Your objective: Some lines below may hold the string "medium". Count them and give only the total.

::: Extracted entries

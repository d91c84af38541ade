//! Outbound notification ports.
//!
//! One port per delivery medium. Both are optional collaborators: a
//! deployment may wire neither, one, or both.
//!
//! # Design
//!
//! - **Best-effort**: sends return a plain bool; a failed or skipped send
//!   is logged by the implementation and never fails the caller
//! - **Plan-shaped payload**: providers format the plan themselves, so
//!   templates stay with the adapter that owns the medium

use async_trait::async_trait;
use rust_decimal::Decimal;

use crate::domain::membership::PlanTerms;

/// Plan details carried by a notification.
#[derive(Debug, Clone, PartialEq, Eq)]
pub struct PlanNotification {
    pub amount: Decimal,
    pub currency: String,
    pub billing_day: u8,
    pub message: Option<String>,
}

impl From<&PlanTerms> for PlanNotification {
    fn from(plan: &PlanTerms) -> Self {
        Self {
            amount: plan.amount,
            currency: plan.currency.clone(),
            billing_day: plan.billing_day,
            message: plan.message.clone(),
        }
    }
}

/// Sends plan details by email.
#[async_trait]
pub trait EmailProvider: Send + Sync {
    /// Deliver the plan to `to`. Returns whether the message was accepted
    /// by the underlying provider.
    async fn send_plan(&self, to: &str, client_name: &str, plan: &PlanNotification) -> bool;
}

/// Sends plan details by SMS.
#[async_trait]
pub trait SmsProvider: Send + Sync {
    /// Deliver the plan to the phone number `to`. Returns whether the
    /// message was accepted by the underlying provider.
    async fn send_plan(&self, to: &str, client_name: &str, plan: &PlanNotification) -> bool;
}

::::::
::: Extracted entries

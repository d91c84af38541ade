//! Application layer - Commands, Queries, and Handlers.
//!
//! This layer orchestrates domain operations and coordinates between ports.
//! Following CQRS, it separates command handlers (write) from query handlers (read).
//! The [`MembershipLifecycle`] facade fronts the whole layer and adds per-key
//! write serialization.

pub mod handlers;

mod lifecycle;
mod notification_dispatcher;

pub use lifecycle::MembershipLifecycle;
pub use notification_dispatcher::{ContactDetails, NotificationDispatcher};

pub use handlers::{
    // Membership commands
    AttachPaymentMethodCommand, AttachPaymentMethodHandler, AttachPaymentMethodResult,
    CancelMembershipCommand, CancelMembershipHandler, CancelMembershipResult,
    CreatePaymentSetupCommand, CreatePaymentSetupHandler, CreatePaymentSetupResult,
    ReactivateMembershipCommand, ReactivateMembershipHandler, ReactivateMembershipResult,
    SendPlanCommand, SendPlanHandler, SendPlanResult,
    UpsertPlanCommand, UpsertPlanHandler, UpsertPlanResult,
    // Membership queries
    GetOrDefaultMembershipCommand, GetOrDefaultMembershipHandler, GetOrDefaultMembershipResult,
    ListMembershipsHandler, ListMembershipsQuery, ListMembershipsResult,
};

::::::

The completed task: 2